Esse mecanismo sugere que a modulação do SEC pode oferecer alternativas para o tratamento de distúrbios gastrointestinais associados à motilidade, ajustando o trânsito intestinal de acordo com a necessidade de cada paciente.
O papel do SEC na inflamação intestinal
Outro aspecto essencial analisado na revisão é a relação entre o SEC e as doenças inflamatórias intestinais, como a doença de Crohn e a colite ulcerativa.
A ativação dos receptores CB2 demonstrou reduzir a inflamação intestinal ao modular a resposta do sistema imunológico. Isso ocorre porque os CB2 regulam a atividade das células imunes, evitando reações inflamatórias excessivas que podem causar danos ao tecido intestinal.
Esses achados sugerem que substâncias que ativam os receptores CB2 poderiam ser utilizadas para o tratamento de doenças inflamatórias intestinais, reduzindo sintomas e melhorando a qualidade de vida dos pacientes.
Endocanabinoides e a percepção da dor visceral
A dor abdominal crônica é uma queixa comum em pacientes com distúrbios gastrointestinais, e os tratamentos convencionais nem sempre são eficazes ou estão associados a efeitos colaterais significativos.
A revisão científica aponta que os compostos do SEC podem regular a percepção da dor visceral, o que poderia levar ao desenvolvimento de novas abordagens para aliviar o desconforto abdominal sem os efeitos adversos dos analgésicos tradicionais.

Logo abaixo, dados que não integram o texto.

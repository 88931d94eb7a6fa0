use super::{
    Attribute, Candidate, Direction, ExtMap, Fingerprint, Fmtp, Group, MediaKind, MediaSection,
    MsidSemantic, Origin, RtcpFb, RtpMap, SdpError, SessionDescription, SsrcAttribute, SsrcGroup,
};

pub(super) fn parse(sdp: &str) -> Result<SessionDescription, SdpError> {
    let mut lines = sdp
        .split('\n')
        .map(|l| l.trim_end_matches('\r'))
        .filter(|l| !l.trim().is_empty())
        .peekable();

    if lines.peek().is_none() {
        return Err(SdpError::Empty);
    }

    let mut session = SessionDescription::default();
    let mut saw_version = false;
    let mut current: Option<MediaSection> = None;

    for line in lines {
        let (kind, value) = split_line(line)?;

        if !saw_version {
            if kind != 'v' {
                return Err(SdpError::MissingVersion);
            }
            session.version = value.trim().parse().map_err(|_| SdpError::InvalidLine {
                kind,
                reason: format!("'{value}' is not a version number"),
            })?;
            saw_version = true;
            continue;
        }

        if kind == 'm' {
            if let Some(done) = current.take() {
                session.media.push(done);
            }
            current = Some(parse_media_line(value)?);
            continue;
        }

        match current.as_mut() {
            Some(media) => match kind {
                'c' => media.connection = Some(value.to_string()),
                'b' => media.bandwidths.push(value.to_string()),
                'a' => parse_media_attribute(media, value)?,
                other => media.other_lines.push((other, value.to_string())),
            },
            None => match kind {
                'o' => session.origin = parse_origin(value)?,
                's' => session.session_name = value.to_string(),
                'c' => session.connection = Some(value.to_string()),
                'b' => session.bandwidths.push(value.to_string()),
                't' => session.timing = value.to_string(),
                'a' => parse_session_attribute(&mut session, value)?,
                other => session.other_lines.push((other, value.to_string())),
            },
        }
    }

    if let Some(done) = current {
        session.media.push(done);
    }

    Ok(session)
}

fn split_line(line: &str) -> Result<(char, &str), SdpError> {
    let mut chars = line.chars();
    match (chars.next(), chars.next()) {
        (Some(kind), Some('=')) => Ok((kind, chars.as_str())),
        _ => Err(SdpError::InvalidLine {
            kind: line.chars().next().unwrap_or('?'),
            reason: format!("'{line}' is not <type>=<value>"),
        }),
    }
}

fn invalid_attr(name: &str, reason: impl Into<String>) -> SdpError {
    SdpError::InvalidAttribute {
        name: name.to_string(),
        reason: reason.into(),
    }
}

fn parse_num<T: std::str::FromStr>(name: &str, token: Option<&str>) -> Result<T, SdpError> {
    let token = token.ok_or_else(|| invalid_attr(name, "missing field"))?;
    token
        .parse()
        .map_err(|_| invalid_attr(name, format!("'{token}' is not a number")))
}

fn parse_origin(value: &str) -> Result<Origin, SdpError> {
    let mut parts = value.split_whitespace();
    let invalid = |reason: &str| SdpError::InvalidLine {
        kind: 'o',
        reason: reason.to_string(),
    };

    let username = parts.next().ok_or_else(|| invalid("missing username"))?;
    let session_id = parts.next().ok_or_else(|| invalid("missing session id"))?;
    let session_version = parts
        .next()
        .and_then(|v| v.parse().ok())
        .ok_or_else(|| invalid("missing or non-numeric session version"))?;
    let net_type = parts.next().ok_or_else(|| invalid("missing network type"))?;
    let addr_type = parts.next().ok_or_else(|| invalid("missing address type"))?;
    let address = parts.next().ok_or_else(|| invalid("missing address"))?;

    Ok(Origin {
        username: username.to_string(),
        session_id: session_id.to_string(),
        session_version,
        net_type: net_type.to_string(),
        addr_type: addr_type.to_string(),
        address: address.to_string(),
    })
}

fn parse_media_line(value: &str) -> Result<MediaSection, SdpError> {
    let mut parts = value.split_whitespace();
    let invalid = |reason: String| SdpError::InvalidLine { kind: 'm', reason };

    let kind = parts
        .next()
        .ok_or_else(|| invalid("missing media type".to_string()))?;
    let port = parts
        .next()
        .ok_or_else(|| invalid("missing port".to_string()))?;
    // Port may carry a `/<count>` suffix.
    let port = port
        .split('/')
        .next()
        .and_then(|p| p.parse().ok())
        .ok_or_else(|| invalid(format!("'{port}' is not a port")))?;
    let protocol = parts
        .next()
        .ok_or_else(|| invalid("missing protocol".to_string()))?;

    let mut media = MediaSection::new(MediaKind::from(kind), protocol);
    media.port = port;
    media.formats = parts.map(str::to_string).collect();
    Ok(media)
}

fn split_attribute(value: &str) -> (&str, Option<&str>) {
    match value.split_once(':') {
        Some((name, rest)) => (name, Some(rest)),
        None => (value, None),
    }
}

fn parse_session_attribute(session: &mut SessionDescription, value: &str) -> Result<(), SdpError> {
    let (name, rest) = split_attribute(value);
    match (name, rest) {
        ("group", Some(rest)) => session.groups.push(parse_group(rest)?),
        ("msid-semantic", Some(rest)) => {
            let mut tokens = rest.split_whitespace();
            let semantic = tokens
                .next()
                .ok_or_else(|| invalid_attr(name, "missing semantic"))?;
            session.msid_semantic = Some(MsidSemantic {
                semantic: semantic.to_string(),
                identifiers: tokens.map(str::to_string).collect(),
            });
        }
        ("ice-ufrag", Some(rest)) => session.ice_ufrag = Some(rest.trim().to_string()),
        ("ice-pwd", Some(rest)) => session.ice_pwd = Some(rest.trim().to_string()),
        ("ice-options", Some(rest)) => session.ice_options = Some(rest.trim().to_string()),
        ("fingerprint", Some(rest)) => session.fingerprint = Some(parse_fingerprint(rest)?),
        ("setup", Some(rest)) => session.setup = Some(rest.trim().to_string()),
        _ => session.attributes.push(Attribute {
            name: name.to_string(),
            value: rest.map(str::to_string),
        }),
    }
    Ok(())
}

fn parse_media_attribute(media: &mut MediaSection, value: &str) -> Result<(), SdpError> {
    let (name, rest) = split_attribute(value);

    if rest.is_none() {
        if let Some(direction) = Direction::from_flag(name) {
            media.direction = Some(direction);
            return Ok(());
        }
        match name {
            "rtcp-mux" => media.rtcp_mux = true,
            "rtcp-rsize" => media.rtcp_rsize = true,
            _ => media.attributes.push(Attribute::flag(name)),
        }
        return Ok(());
    }

    let rest = rest.unwrap_or_default();
    match name {
        "mid" => media.mid = Some(rest.trim().to_string()),
        "ice-ufrag" => media.ice_ufrag = Some(rest.trim().to_string()),
        "ice-pwd" => media.ice_pwd = Some(rest.trim().to_string()),
        "ice-options" => media.ice_options = Some(rest.trim().to_string()),
        "fingerprint" => media.fingerprint = Some(parse_fingerprint(rest)?),
        "setup" => media.setup = Some(rest.trim().to_string()),
        "candidate" => media.candidates.push(parse_candidate(rest)?),
        "rtcp" => media.rtcp = Some(rest.trim().to_string()),
        "rtpmap" => media.rtpmaps.push(parse_rtpmap(rest)?),
        "fmtp" => media.fmtps.push(parse_fmtp(rest)?),
        "rtcp-fb" => media.rtcp_fbs.push(parse_rtcp_fb(rest)?),
        "extmap" => media.extmaps.push(parse_extmap(rest)?),
        "ssrc" => media.ssrcs.push(parse_ssrc(rest)?),
        "ssrc-group" => media.ssrc_groups.push(parse_ssrc_group(rest)?),
        "msid" => media.msid = Some(rest.trim().to_string()),
        "sctp-port" => media.sctp_port = Some(parse_num(name, Some(rest.trim()))?),
        "max-message-size" => media.max_message_size = Some(parse_num(name, Some(rest.trim()))?),
        _ => media.attributes.push(Attribute {
            name: name.to_string(),
            value: Some(rest.to_string()),
        }),
    }
    Ok(())
}

fn parse_group(rest: &str) -> Result<Group, SdpError> {
    let mut tokens = rest.split_whitespace();
    let semantics = tokens
        .next()
        .ok_or_else(|| invalid_attr("group", "missing semantics"))?;
    Ok(Group {
        semantics: semantics.to_string(),
        mids: tokens.map(str::to_string).collect(),
    })
}

fn parse_fingerprint(rest: &str) -> Result<Fingerprint, SdpError> {
    let mut tokens = rest.split_whitespace();
    match (tokens.next(), tokens.next()) {
        (Some(hash_type), Some(hash)) => Ok(Fingerprint {
            hash_type: hash_type.to_string(),
            hash: hash.to_string(),
        }),
        _ => Err(invalid_attr("fingerprint", "expected '<hash-function> <hash>'")),
    }
}

/// RFC 8839 candidate grammar plus the `generation`/`network-id` extensions
/// browsers append.
pub(super) fn parse_candidate(rest: &str) -> Result<Candidate, SdpError> {
    const NAME: &str = "candidate";
    let mut tokens = rest.split_whitespace();

    let foundation = tokens
        .next()
        .ok_or_else(|| invalid_attr(NAME, "missing foundation"))?
        .to_string();
    let component = parse_num(NAME, tokens.next())?;
    let protocol = tokens
        .next()
        .ok_or_else(|| invalid_attr(NAME, "missing transport"))?
        .to_lowercase();
    // Some stacks emit priorities above u32::MAX; clamp rather than reject.
    let priority: u64 = parse_num(NAME, tokens.next())?;
    let priority = u32::try_from(priority).unwrap_or(u32::MAX);
    let ip = tokens
        .next()
        .ok_or_else(|| invalid_attr(NAME, "missing address"))?
        .to_string();
    let port = parse_num(NAME, tokens.next())?;

    if tokens.next() != Some("typ") {
        return Err(invalid_attr(NAME, "missing 'typ'"));
    }
    let kind = tokens
        .next()
        .ok_or_else(|| invalid_attr(NAME, "missing candidate type"))?
        .to_string();

    let mut candidate = Candidate {
        foundation,
        component,
        protocol,
        priority,
        ip,
        port,
        kind,
        rel_addr: None,
        rel_port: None,
        generation: None,
        network_id: None,
        extensions: Vec::new(),
    };

    while let Some(key) = tokens.next() {
        let value = tokens
            .next()
            .ok_or_else(|| invalid_attr(NAME, format!("'{key}' has no value")))?;
        match key {
            "raddr" => candidate.rel_addr = Some(value.to_string()),
            "rport" => candidate.rel_port = Some(parse_num(NAME, Some(value))?),
            "generation" => candidate.generation = Some(parse_num(NAME, Some(value))?),
            "network-id" => candidate.network_id = Some(parse_num(NAME, Some(value))?),
            _ => candidate
                .extensions
                .push((key.to_string(), value.to_string())),
        }
    }

    Ok(candidate)
}

fn parse_rtpmap(rest: &str) -> Result<RtpMap, SdpError> {
    const NAME: &str = "rtpmap";
    let (payload, encoding) = rest
        .trim()
        .split_once(' ')
        .ok_or_else(|| invalid_attr(NAME, "expected '<payload> <encoding>'"))?;

    let mut parts = encoding.trim().split('/');
    let name = parts
        .next()
        .filter(|n| !n.is_empty())
        .ok_or_else(|| invalid_attr(NAME, "missing encoding name"))?;

    Ok(RtpMap {
        payload: parse_num(NAME, Some(payload))?,
        encoding: name.to_string(),
        clock_rate: parts.next().and_then(|r| r.parse().ok()),
        channels: parts.next().and_then(|c| c.parse().ok()),
    })
}

fn parse_fmtp(rest: &str) -> Result<Fmtp, SdpError> {
    let (payload, config) = rest
        .trim()
        .split_once(' ')
        .ok_or_else(|| invalid_attr("fmtp", "expected '<payload> <parameters>'"))?;
    Ok(Fmtp {
        payload: parse_num("fmtp", Some(payload))?,
        config: config.trim().to_string(),
    })
}

fn parse_rtcp_fb(rest: &str) -> Result<RtcpFb, SdpError> {
    let mut tokens = rest.split_whitespace();
    match (tokens.next(), tokens.next()) {
        (Some(payload), Some(kind)) => {
            let subtype = tokens.collect::<Vec<_>>().join(" ");
            Ok(RtcpFb {
                payload: payload.to_string(),
                kind: kind.to_string(),
                subtype: (!subtype.is_empty()).then_some(subtype),
            })
        }
        _ => Err(invalid_attr("rtcp-fb", "expected '<payload> <type>'")),
    }
}

fn parse_extmap(rest: &str) -> Result<ExtMap, SdpError> {
    const NAME: &str = "extmap";
    let mut tokens = rest.split_whitespace();
    let id_part = tokens
        .next()
        .ok_or_else(|| invalid_attr(NAME, "missing id"))?;
    let uri = tokens
        .next()
        .ok_or_else(|| invalid_attr(NAME, "missing uri"))?;
    let attributes = tokens.collect::<Vec<_>>().join(" ");

    let (id, direction) = match id_part.split_once('/') {
        Some((id, direction)) => (id, Some(direction.to_string())),
        None => (id_part, None),
    };

    Ok(ExtMap {
        id: parse_num(NAME, Some(id))?,
        direction,
        uri: uri.to_string(),
        attributes: (!attributes.is_empty()).then_some(attributes),
    })
}

fn parse_ssrc(rest: &str) -> Result<SsrcAttribute, SdpError> {
    let (id, attr) = match rest.trim().split_once(' ') {
        Some((id, attr)) => (id, attr.trim()),
        None => (rest.trim(), ""),
    };
    let (attribute, value) = match attr.split_once(':') {
        Some((name, value)) => (name, Some(value.to_string())),
        None => (attr, None),
    };
    Ok(SsrcAttribute {
        id: parse_num("ssrc", Some(id))?,
        attribute: attribute.to_string(),
        value,
    })
}

fn parse_ssrc_group(rest: &str) -> Result<SsrcGroup, SdpError> {
    let mut tokens = rest.split_whitespace();
    let semantics = tokens
        .next()
        .ok_or_else(|| invalid_attr("ssrc-group", "missing semantics"))?;
    let ssrcs = tokens
        .map(|t| parse_num("ssrc-group", Some(t)))
        .collect::<Result<Vec<u32>, _>>()?;
    Ok(SsrcGroup {
        semantics: semantics.to_string(),
        ssrcs,
    })
}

Isso é especialmente relevante para pacientes com síndromes de dor funcional, como a síndrome do intestino irritável, que frequentemente não respondem bem a tratamentos convencionais.
O potencial das terapias à base de canabinoides
Os pesquisadores também analisaram o uso de canabinoides exógenos, ou seja, substâncias derivadas da Cannabis sativa e seus análogos sintéticos, no tratamento de distúrbios gastrointestinais.
Estudos clínicos já indicam que esses compostos podem aliviar sintomas como náuseas, vômitos e dor abdominal, reforçando o potencial terapêutico dessas substâncias. No entanto, os autores alertam que ainda são necessários mais ensaios clínicos para confirmar a eficácia e a segurança dos canabinoides no contexto da gastroenterologia.
Desafios e perspectivas futuras
Apesar do potencial promissor, a aplicação clínica dos canabinoides enfrenta desafios, como possíveis efeitos psicoativos e variações na resposta entre os pacientes.
Os cientistas destacam que, para garantir a segurança e eficácia dos tratamentos à base de canabinoides, é essencial realizar mais pesquisas sobre como o SEC interage com outros sistemas do corpo. Além disso, abordagens personalizadas podem ser necessárias para ajustar os tratamentos conforme as características individuais de cada paciente.